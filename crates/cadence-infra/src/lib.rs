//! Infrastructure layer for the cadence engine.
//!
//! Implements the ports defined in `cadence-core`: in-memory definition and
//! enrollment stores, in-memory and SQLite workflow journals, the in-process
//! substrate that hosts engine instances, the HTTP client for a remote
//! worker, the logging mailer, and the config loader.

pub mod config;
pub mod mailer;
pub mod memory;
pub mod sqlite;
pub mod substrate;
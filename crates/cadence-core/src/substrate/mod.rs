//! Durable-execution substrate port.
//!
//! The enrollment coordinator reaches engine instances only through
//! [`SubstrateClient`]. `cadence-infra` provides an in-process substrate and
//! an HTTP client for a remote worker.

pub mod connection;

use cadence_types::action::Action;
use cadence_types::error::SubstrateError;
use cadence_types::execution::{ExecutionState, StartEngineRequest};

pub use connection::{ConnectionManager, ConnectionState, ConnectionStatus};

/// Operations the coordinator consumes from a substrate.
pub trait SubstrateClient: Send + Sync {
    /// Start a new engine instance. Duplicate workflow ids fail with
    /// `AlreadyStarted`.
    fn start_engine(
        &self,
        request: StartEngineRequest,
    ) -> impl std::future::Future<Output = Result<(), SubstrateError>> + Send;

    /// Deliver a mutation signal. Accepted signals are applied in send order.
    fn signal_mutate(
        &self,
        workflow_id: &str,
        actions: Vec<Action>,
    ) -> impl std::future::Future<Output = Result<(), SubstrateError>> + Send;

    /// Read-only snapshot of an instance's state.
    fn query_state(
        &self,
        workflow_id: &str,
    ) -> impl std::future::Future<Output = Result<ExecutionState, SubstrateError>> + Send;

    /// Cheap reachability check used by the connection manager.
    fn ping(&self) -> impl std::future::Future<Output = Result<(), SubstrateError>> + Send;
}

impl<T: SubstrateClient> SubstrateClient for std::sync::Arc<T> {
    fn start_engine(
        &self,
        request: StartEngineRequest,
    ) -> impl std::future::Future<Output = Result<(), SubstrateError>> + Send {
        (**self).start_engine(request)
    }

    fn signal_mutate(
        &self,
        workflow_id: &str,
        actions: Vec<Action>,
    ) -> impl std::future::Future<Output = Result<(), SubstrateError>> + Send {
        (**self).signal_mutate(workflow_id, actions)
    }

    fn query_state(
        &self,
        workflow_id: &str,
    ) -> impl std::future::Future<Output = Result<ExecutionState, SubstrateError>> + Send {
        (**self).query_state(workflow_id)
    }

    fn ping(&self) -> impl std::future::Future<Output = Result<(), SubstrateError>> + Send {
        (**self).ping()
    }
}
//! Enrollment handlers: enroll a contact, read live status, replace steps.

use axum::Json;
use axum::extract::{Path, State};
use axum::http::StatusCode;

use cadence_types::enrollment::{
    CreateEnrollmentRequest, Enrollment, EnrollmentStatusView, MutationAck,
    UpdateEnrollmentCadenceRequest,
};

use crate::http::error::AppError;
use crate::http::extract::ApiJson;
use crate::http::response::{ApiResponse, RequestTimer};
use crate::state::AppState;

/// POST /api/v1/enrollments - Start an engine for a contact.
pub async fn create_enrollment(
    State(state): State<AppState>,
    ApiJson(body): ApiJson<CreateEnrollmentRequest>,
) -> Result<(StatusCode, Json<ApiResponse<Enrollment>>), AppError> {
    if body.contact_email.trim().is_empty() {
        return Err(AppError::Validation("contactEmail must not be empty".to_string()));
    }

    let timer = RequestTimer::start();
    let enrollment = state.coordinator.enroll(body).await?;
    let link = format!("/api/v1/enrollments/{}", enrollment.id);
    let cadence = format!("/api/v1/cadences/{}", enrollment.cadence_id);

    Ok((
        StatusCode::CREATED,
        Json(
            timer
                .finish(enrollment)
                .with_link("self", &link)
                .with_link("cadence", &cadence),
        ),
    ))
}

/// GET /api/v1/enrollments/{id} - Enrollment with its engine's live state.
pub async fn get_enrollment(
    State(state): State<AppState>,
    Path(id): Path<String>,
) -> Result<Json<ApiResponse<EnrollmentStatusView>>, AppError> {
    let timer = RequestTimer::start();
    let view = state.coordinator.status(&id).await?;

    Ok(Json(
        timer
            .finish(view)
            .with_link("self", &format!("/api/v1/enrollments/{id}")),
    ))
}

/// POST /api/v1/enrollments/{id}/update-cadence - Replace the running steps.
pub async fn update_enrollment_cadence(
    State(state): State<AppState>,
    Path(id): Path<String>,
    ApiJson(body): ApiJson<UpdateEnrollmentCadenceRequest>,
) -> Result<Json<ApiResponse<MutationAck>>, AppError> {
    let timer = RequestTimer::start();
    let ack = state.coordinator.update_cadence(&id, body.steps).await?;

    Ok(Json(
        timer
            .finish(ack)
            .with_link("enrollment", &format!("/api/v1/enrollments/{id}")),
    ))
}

...

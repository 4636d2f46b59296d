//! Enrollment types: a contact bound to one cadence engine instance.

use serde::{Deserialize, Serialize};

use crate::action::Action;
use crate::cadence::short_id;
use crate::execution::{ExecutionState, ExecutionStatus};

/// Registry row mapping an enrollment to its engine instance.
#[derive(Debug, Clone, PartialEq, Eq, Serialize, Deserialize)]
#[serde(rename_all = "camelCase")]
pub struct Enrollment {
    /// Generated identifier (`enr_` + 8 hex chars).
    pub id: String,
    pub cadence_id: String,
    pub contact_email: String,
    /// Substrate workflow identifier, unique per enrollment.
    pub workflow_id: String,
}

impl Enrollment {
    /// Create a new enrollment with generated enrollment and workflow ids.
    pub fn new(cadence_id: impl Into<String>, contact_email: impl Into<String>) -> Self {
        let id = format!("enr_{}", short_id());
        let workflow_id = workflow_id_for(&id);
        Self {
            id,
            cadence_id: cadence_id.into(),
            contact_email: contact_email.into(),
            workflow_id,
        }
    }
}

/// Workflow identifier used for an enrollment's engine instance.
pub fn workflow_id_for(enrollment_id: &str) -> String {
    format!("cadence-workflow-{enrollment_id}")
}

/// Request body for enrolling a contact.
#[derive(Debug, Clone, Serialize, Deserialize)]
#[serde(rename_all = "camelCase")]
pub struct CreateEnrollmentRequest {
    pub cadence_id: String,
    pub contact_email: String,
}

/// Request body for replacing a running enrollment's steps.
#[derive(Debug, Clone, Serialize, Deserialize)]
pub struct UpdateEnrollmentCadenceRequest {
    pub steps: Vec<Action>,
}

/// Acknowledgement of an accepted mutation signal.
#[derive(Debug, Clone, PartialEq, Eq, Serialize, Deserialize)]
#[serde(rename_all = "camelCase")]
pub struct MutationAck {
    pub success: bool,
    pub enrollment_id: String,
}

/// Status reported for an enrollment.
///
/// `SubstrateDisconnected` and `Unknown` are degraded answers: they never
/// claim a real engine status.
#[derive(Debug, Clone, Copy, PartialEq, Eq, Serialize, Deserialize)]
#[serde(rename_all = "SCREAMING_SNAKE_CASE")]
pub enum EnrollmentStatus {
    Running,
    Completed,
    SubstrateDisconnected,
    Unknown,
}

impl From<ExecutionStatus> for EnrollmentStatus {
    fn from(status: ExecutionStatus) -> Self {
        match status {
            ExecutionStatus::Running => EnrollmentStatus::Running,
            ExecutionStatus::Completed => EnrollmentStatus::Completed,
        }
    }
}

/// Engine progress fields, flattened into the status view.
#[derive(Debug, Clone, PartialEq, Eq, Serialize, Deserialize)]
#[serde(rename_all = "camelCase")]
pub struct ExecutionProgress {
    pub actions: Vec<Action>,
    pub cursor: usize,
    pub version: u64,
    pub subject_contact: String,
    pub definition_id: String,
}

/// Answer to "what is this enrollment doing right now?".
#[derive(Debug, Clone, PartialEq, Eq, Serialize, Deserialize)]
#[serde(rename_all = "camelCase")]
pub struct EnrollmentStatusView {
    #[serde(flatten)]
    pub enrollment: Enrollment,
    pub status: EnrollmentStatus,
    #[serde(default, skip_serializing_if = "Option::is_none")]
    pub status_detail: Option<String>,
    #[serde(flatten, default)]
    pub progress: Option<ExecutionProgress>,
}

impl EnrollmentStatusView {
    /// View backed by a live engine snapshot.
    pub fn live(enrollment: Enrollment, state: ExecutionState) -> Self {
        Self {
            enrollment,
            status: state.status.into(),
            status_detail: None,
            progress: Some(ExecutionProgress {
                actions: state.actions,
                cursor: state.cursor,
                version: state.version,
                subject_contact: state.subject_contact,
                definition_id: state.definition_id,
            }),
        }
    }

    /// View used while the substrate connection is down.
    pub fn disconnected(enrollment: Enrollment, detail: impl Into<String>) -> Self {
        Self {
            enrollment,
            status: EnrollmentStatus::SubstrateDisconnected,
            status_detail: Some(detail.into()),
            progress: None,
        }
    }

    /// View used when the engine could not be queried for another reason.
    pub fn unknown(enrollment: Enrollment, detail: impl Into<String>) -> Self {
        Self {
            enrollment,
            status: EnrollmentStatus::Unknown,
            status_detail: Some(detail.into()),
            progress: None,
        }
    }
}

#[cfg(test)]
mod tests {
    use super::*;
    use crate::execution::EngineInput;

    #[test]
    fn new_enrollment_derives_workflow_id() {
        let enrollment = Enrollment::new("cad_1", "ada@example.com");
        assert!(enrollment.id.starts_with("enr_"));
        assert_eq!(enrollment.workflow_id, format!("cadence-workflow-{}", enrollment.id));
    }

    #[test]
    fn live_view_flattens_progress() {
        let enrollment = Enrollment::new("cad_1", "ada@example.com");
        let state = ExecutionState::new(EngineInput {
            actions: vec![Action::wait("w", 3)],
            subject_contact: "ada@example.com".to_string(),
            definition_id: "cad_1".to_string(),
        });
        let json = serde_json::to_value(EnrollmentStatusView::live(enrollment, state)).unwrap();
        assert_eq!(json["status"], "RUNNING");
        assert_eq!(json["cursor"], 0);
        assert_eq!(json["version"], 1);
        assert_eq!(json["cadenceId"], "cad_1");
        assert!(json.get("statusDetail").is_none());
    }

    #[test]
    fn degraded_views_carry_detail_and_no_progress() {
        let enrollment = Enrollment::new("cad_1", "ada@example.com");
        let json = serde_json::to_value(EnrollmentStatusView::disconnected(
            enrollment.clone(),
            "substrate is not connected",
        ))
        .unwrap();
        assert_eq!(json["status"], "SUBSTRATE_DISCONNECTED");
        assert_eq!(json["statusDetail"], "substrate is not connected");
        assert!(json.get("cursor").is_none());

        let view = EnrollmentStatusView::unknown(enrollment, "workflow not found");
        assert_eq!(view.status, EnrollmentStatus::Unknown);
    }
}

--

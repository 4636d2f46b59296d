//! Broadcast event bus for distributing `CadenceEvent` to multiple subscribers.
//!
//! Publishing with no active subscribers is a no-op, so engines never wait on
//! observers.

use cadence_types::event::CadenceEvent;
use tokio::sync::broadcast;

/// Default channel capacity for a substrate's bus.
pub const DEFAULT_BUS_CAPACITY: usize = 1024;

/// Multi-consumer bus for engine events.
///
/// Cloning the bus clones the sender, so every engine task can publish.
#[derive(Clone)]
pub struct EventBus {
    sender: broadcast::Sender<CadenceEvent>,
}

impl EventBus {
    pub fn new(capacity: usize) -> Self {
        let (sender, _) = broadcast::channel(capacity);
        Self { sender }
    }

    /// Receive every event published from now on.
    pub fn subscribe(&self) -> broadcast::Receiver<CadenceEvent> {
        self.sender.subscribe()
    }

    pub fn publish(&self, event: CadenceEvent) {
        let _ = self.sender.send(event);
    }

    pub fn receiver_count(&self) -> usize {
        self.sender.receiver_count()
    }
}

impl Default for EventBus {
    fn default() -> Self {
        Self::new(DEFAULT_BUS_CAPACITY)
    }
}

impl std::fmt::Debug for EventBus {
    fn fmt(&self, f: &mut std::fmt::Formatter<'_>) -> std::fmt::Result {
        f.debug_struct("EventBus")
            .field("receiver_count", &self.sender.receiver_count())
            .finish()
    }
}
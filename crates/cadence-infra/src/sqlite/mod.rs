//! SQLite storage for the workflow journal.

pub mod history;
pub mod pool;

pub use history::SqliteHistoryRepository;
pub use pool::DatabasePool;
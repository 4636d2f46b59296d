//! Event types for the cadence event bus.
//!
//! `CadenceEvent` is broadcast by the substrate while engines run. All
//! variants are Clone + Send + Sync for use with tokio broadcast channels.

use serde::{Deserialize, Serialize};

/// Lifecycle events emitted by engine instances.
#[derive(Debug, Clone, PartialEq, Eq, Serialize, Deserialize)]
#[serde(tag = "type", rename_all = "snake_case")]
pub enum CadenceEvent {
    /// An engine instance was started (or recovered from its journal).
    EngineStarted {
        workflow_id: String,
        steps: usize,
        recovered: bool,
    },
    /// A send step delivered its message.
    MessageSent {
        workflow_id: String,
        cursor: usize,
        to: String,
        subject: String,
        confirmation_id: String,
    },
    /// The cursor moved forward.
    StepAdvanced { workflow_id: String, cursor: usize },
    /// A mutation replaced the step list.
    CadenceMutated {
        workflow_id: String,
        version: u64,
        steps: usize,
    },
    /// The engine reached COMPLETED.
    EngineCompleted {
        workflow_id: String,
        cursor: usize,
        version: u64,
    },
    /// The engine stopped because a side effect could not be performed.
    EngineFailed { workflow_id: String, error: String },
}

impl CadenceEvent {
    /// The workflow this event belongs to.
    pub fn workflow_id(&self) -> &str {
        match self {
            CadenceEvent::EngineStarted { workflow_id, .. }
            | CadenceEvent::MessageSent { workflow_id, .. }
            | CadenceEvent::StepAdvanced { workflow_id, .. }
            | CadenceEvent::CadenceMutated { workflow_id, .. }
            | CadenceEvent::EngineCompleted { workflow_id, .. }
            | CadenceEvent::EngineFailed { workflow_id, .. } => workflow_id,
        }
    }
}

Assignment
Give the number of lines in the records where the word "filename" shows up. Nothing else belongs in the reply.

Solution to this exercise
3